What’s that theory? The more books written about a particular subject suggests how little is really known? You’d easily apply that to Dylan – each year turning out more and more books with dubious angles; his 5th grade friend interviewed, exes, journalists who interviewed him once, the backstage hand who has one of his picks…
Add to that pile this “psychobiography” which attempts, through heavy-handed prose in its intro, to explain the psychology of Dylan – in particular around three key moments/conversions – his motorcycle accident, his born-again phase and his late-80s rejuvenation via The Neverending Tour. See there, all three phases have had tomes devoted to them already, so McCarron’s slim volume aims to dissect these moments in a hope to understanding something (more?) of Dylan’s psyche.

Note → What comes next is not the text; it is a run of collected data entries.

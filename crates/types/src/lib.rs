//! Shared types module - vocabulary for the match-3 simulation
//!
//! This module defines the fundamental types used throughout the workspace.
//! All types are pure data structures with no external dependencies, making
//! them usable in any context (core simulation, session driver, level files,
//! replay tooling).
//!
//! # Board Dimensions
//!
//! Standard board dimensions (levels may override within limits):
//!
//! - **Rows**: 9 (indexed 0-8, row 0 is the TOP row)
//! - **Cols**: 9 (indexed 0-8)
//! - Gravity pulls cells toward HIGHER row indices.
//!
//! # Element Kinds
//!
//! Numeric codes are stable and match the historical level data:
//!
//! | Kind | Code | Description |
//! |------|------|-------------|
//! | `Empty` | 0 | Vacant cell |
//! | `Red`..`Orange` | 1-6 | Ordinary matchable colors |
//! | `Bomb` | 10 | Clears a surrounding area |
//! | `RowClear` | 11 | Clears its row |
//! | `ColClear` | 12 | Clears its column |
//! | `ColorBomb` | 13 | Clears every cell of one color |
//! | `Rainbow` | 14 | Clears the whole board |
//!
//! # Structural Constants
//!
//! | Constant | Value | Description |
//! |----------|-------|-------------|
//! | `MIN_RUN_LEN` | 3 | Shortest run that counts as a match |
//! | `MAX_CASCADE_ROUNDS` | 64 | Cascade iterations before bailing out |
//! | `GENERATOR_MAX_ATTEMPTS` | 100 | Random fills tried before the pattern fallback |
//! | `MIN_LEGAL_MOVES` | 3 | Moves a generated board must offer |
//!
//! # Examples
//!
//! ```
//! use tilematch_types::{ElementKind, GridPos, Shape, Axis, MIN_RUN_LEN};
//!
//! // Parse from string (case-insensitive)
//! let kind = ElementKind::from_str("red").unwrap();
//! assert_eq!(kind, ElementKind::Red);
//! assert!(kind.is_ordinary());
//!
//! // Stable numeric codes survive round-trips
//! assert_eq!(ElementKind::from_code(13), Some(ElementKind::ColorBomb));
//! assert_eq!(ElementKind::ColorBomb.code(), 13);
//!
//! // Positions are row/col with row 0 on top
//! let pos = GridPos::new(4, 4);
//! assert_eq!(pos.offset(-1, 0), Some(GridPos::new(3, 4)));
//! assert_eq!(GridPos::new(0, 0).offset(-1, 0), None);
//!
//! // Shapes carry the run axis for plain lines
//! let shape = Shape::Line(Axis::Horizontal);
//! assert_eq!(shape.as_str(), "horizontal");
//! assert_eq!(MIN_RUN_LEN, 3);
//! ```

/// Default board rows (9, row 0 on top)
pub const DEFAULT_BOARD_ROWS: u8 = 9;

/// Default board cols (9)
pub const DEFAULT_BOARD_COLS: u8 = 9;

/// Shortest run of same-kind cells that counts as a match
pub const MIN_RUN_LEN: usize = 3;

/// Cascade iterations allowed before the resolver reports a configuration error
pub const MAX_CASCADE_ROUNDS: u32 = 64;

/// Random board fills attempted before falling back to the parity pattern
pub const GENERATOR_MAX_ATTEMPTS: u32 = 100;

/// Legal moves a randomly generated board must offer to be accepted
pub const MIN_LEGAL_MOVES: usize = 3;

/// Largest supported board edge (level files are rejected beyond this)
pub const MAX_BOARD_DIM: usize = 16;

/// The element kinds that can occupy a board cell
///
/// Six ordinary colors match by kind equality; special kinds are rewards
/// spawned by large or shaped matches. Numeric codes are stable (see the
/// module table) so historical board data stays readable.
#[derive(Debug, Clone, Copy, PartialEq, Eq, Hash)]
#[repr(u8)]
pub enum ElementKind {
    Empty = 0,
    Red = 1,
    Blue = 2,
    Green = 3,
    Yellow = 4,
    Purple = 5,
    Orange = 6,
    Bomb = 10,
    RowClear = 11,
    ColClear = 12,
    ColorBomb = 13,
    Rainbow = 14,
}

/// The six ordinary colors in code order (spawn tables index into this)
pub const ORDINARY_KINDS: [ElementKind; 6] = [
    ElementKind::Red,
    ElementKind::Blue,
    ElementKind::Green,
    ElementKind::Yellow,
    ElementKind::Purple,
    ElementKind::Orange,
];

The big problem is that McCarron’s grasp of dates and moments in Dylan’s music is not strong. And Dylan fans are a savage lot – trainspotting and all – so this doesn’t sit well.
He does however write strongly about the religion – and has some interesting thoughts on the motorcycle crash.
Dylan himself covered a lot of the subject matter here in his memoir (are you still hoping for the two further volumes?) but I guess it was done in his typically opaque way. McCarron’s aim – to shine the light – is somewhat hit and miss.
The big problem with this book is that it wanted to be something other than just a set of essays dissecting the already plentiful bios and essay collections. But in the end all it really does is point you towards those – or back to those; the bigger, sharper volumes by the likes of Clinton Heylin and Griel Marcus; the ones with the real insight. Or as close as we will get to rock’s most mercurial and mysterious genius.